FIG. 1 shows the correlation between the immersion time of the aqueous dispersions of Example 8 and Comparative Example 1 and the etching depth. According to FIG. 1, it can be seen that in Example 8, the etching proceeds gently, and is 100 ° even after 30 minutes. On the other hand, in Comparative Example 1, the etching progressed at a considerable speed, and reached a depth of 3000 ° after 30 minutes. Therefore, as described above, the surface of the metal layer after polishing is severely corroded, and although it can be polished, it is not practical.

[0031]

When the metal layer such as a film to be processed of a semiconductor device is polished using the aqueous dispersion for chemical mechanical polishing of the first and second inventions as an abrasive, the polishing rate is high and the surface to be polished is scratched. Does not occur. In particular, when the specific oxide of the fourth invention is used, it is safe because it does not contain heavy metals, and its decomposition products are also harmless.

[Brief description of the drawings]

FIG. 1 is a graph showing a correlation between an immersion time and an etching amount in Example 8 and Comparative Example 1.

──────────────────────────────────────────────────の Continued on the front page (51) Int.Cl. ⁷ Identification symbol FI Theme coat ゛ (Reference) // C09K 3/14 550 C09K 3/14 550E 550H 550M (72) Inventor Masayuki Motonari Tsukiji, Chuo-ku, Tokyo 2-11-11 24 Inside JSR Co., Ltd. (72) Inventor Akira Iio 2-11-24 Tsukiji, Chuo-ku, Tokyo FSR Inside JSR Co., Ltd. 3C058 AA07 CA01 CB01 CB02 CB03 CB10 DA02 DA12 DA17 4K057 WA11 WB04 WB05 WB08 WB15 WE02 WE03 WE08 WE11 WE13 WE14 WE25 WE30 WG03 WG04 WN01 5F043 AA24 AA26 BB16 BB18 DD16

Claims (4)

[Claims] 1. An etching agent containing an oxidizing agent, abrasive grains having an average particle diameter of 0.01 to 3 μm, and water, and having an etching depth of 2000 ° or less when brought into contact with the metal layer for 30 minutes.
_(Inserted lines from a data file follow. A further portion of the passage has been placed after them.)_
mod common;

use std::path::Path;

use common::{ScriptedProvider, ANALYSIS_REPLY, OPTIMIZATION_REPLY};
use resume_enhancer::models::DocumentKind;
use resume_enhancer::output::{self, OutputFormat};
use resume_enhancer::{DocumentLoader, EnhancementSession, Error, ResumeEnhancer, RetryPolicy};

const RESUME: &str = "tests/fixtures/sample_resume.txt";
const JOB: &str = "tests/fixtures/job_description.txt";
const COMPANY: &str = "tests/fixtures/company_info.md";

#[tokio::test]
async fn test_fixture_documents_load() {
    let loader = DocumentLoader::new();
    let documents = loader
        .load_set(Path::new(RESUME), Path::new(JOB), Path::new(COMPANY))
        .await
        .unwrap();

    assert!(documents.resume.content.starts_with("Jane Doe"));
    // runs of blank lines collapse to one
    assert!(!documents.resume.content.contains("\n\n\n"));
    assert!(documents.job_description.content.contains("Kafka"));
    assert!(documents.company_info.content.contains("**ownership**"));
}

#[tokio::test]
async fn test_unsupported_upload_is_rejected() {
    let loader = DocumentLoader::new();
    let result = loader
        .load_set(
            Path::new(RESUME),
            Path::new(JOB),
            Path::new("tests/fixtures/unsupported.docx"),
        )
        .await;

    assert!(matches!(result, Err(Error::UnsupportedFileType(_))));
}

#[tokio::test]
async fn test_full_flow_with_export_and_resume() {
    let out = tempfile::tempdir().unwrap();
    let loader = DocumentLoader::new();
    let documents = loader
        .load_set(Path::new(RESUME), Path::new(JOB), Path::new(COMPANY))
        .await
        .unwrap();

    // First run: analysis only, exported to disk.
    let provider = ScriptedProvider::new(vec![Ok(ANALYSIS_REPLY.to_string())]);
    let enhancer = ResumeEnhancer::new(provider.clone(), RetryPolicy::none());
    let mut session = EnhancementSession::new(enhancer, documents);

    let analysis = session.generate_report().await.unwrap();
    assert_eq!(
        analysis.tailoring_suggestions,
        "1. Add event streaming work\n2. Quantify ownership of the routing service"
    );
    assert_eq!(analysis.match_score.map(|s| s.value()), Some(64));
    let analysis_path = output::export_analysis(out.path(), analysis).unwrap();

    let prompts = provider.prompts();
    assert!(prompts[0].contains("<job_description>\nSenior Rust Engineer"));

    // Second run: optimize from the exported analysis.
    let saved = output::load_analysis(&analysis_path).unwrap();
    let resume = loader
        .load(DocumentKind::Resume, Path::new(RESUME))
        .await
        .unwrap();
    let provider = ScriptedProvider::new(vec![Ok(OPTIMIZATION_REPLY.to_string())]);
    let enhancer = ResumeEnhancer::new(provider.clone(), RetryPolicy::none());
    let mut session = EnhancementSession::from_analysis(enhancer, resume, saved).unwrap();

    session.optimize_resume().await.unwrap();
    assert_eq!(session.score_delta(), Some(15));
    assert!(provider.prompts()[0].contains("Add event streaming work"));

    let optimized = session.optimized().unwrap();
    let rendered = output::render_optimization(optimized, session.score_delta(), OutputFormat::Text).unwrap();
    assert!(rendered.contains("New Score: 79/100 (+15)"));

    let resume_path = output::export_optimized_resume(out.path(), optimized).unwrap();
    let written = std::fs::read_to_string(resume_path).unwrap();
    assert!(written.starts_with("Jane Doe\nBackend Engineer, Parcelhub"));
    assert!(!written.contains("<optimized_resume>"));
}

#[tokio::test]
async fn test_transient_failures_are_retried() {
    let documents = DocumentLoader::new()
        .load_set(Path::new(RESUME), Path::new(JOB), Path::new(COMPANY))
        .await
        .unwrap();

    let provider = ScriptedProvider::new(vec![
        Err(Error::RateLimited(0)),
        Err(Error::ServerError(529)),
        Ok(ANALYSIS_REPLY.to_string()),
    ]);
    let retry = RetryPolicy {
        max_retries: 2,
        initial_backoff: std::time::Duration::from_millis(1),
        max_backoff: std::time::Duration::from_millis(2),
    };
    let mut session = EnhancementSession::new(ResumeEnhancer::new(provider.clone(), retry), documents);

    session.generate_report().await.unwrap();
    assert_eq!(provider.prompts().len(), 3);
}

#[tokio::test]
async fn test_malformed_reply_surfaces_missing_tag() {
    let documents = DocumentLoader::new()
        .load_set(Path::new(RESUME), Path::new(JOB), Path::new(COMPANY))
        .await
        .unwrap();

    let reply = ANALYSIS_REPLY.replace("</tailoring_suggestions>", "");
    let provider = ScriptedProvider::new(vec![Ok(reply)]);
    let mut session = EnhancementSession::new(ResumeEnhancer::new(provider, RetryPolicy::none()), documents);

    match session.generate_report().await {
        Err(Error::MissingTag(tag)) => assert_eq!(tag, "tailoring_suggestions"),
        other => panic!("expected missing tag, got {:?}", other.map(|a| a.score.clone())),
    }
    assert!(session.analysis().is_none());
}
An aqueous dispersion for chemical mechanical polishing, which is used for polishing a metal layer. 2. A metal layer containing polyvalent metal ions, an oxidizing agent, an acid, abrasive grains having an average particle diameter of 0.01 to 3 μm, and water.
An aqueous dispersion for chemical mechanical polishing, wherein the metal layer has an etching depth of 2000 ° or less when contacted for 0 minutes, and is used for polishing the metal layer. 3. The method according to claim 2, wherein the polyvalent metal ion is aluminum,
The chemical mechanical polishing aqueous dispersion according to claim 2, wherein the dispersion is at least one metal ion selected from titanium, chromium, manganese, iron, copper, zinc, tin, and cerium, and has a concentration of 3 to 3000 ppm. 4. The chemical mechanical polishing aqueous dispersion according to claim 1, wherein the oxidizing agent is at least one selected from hydrogen peroxide and a water-soluble organic peroxide. body.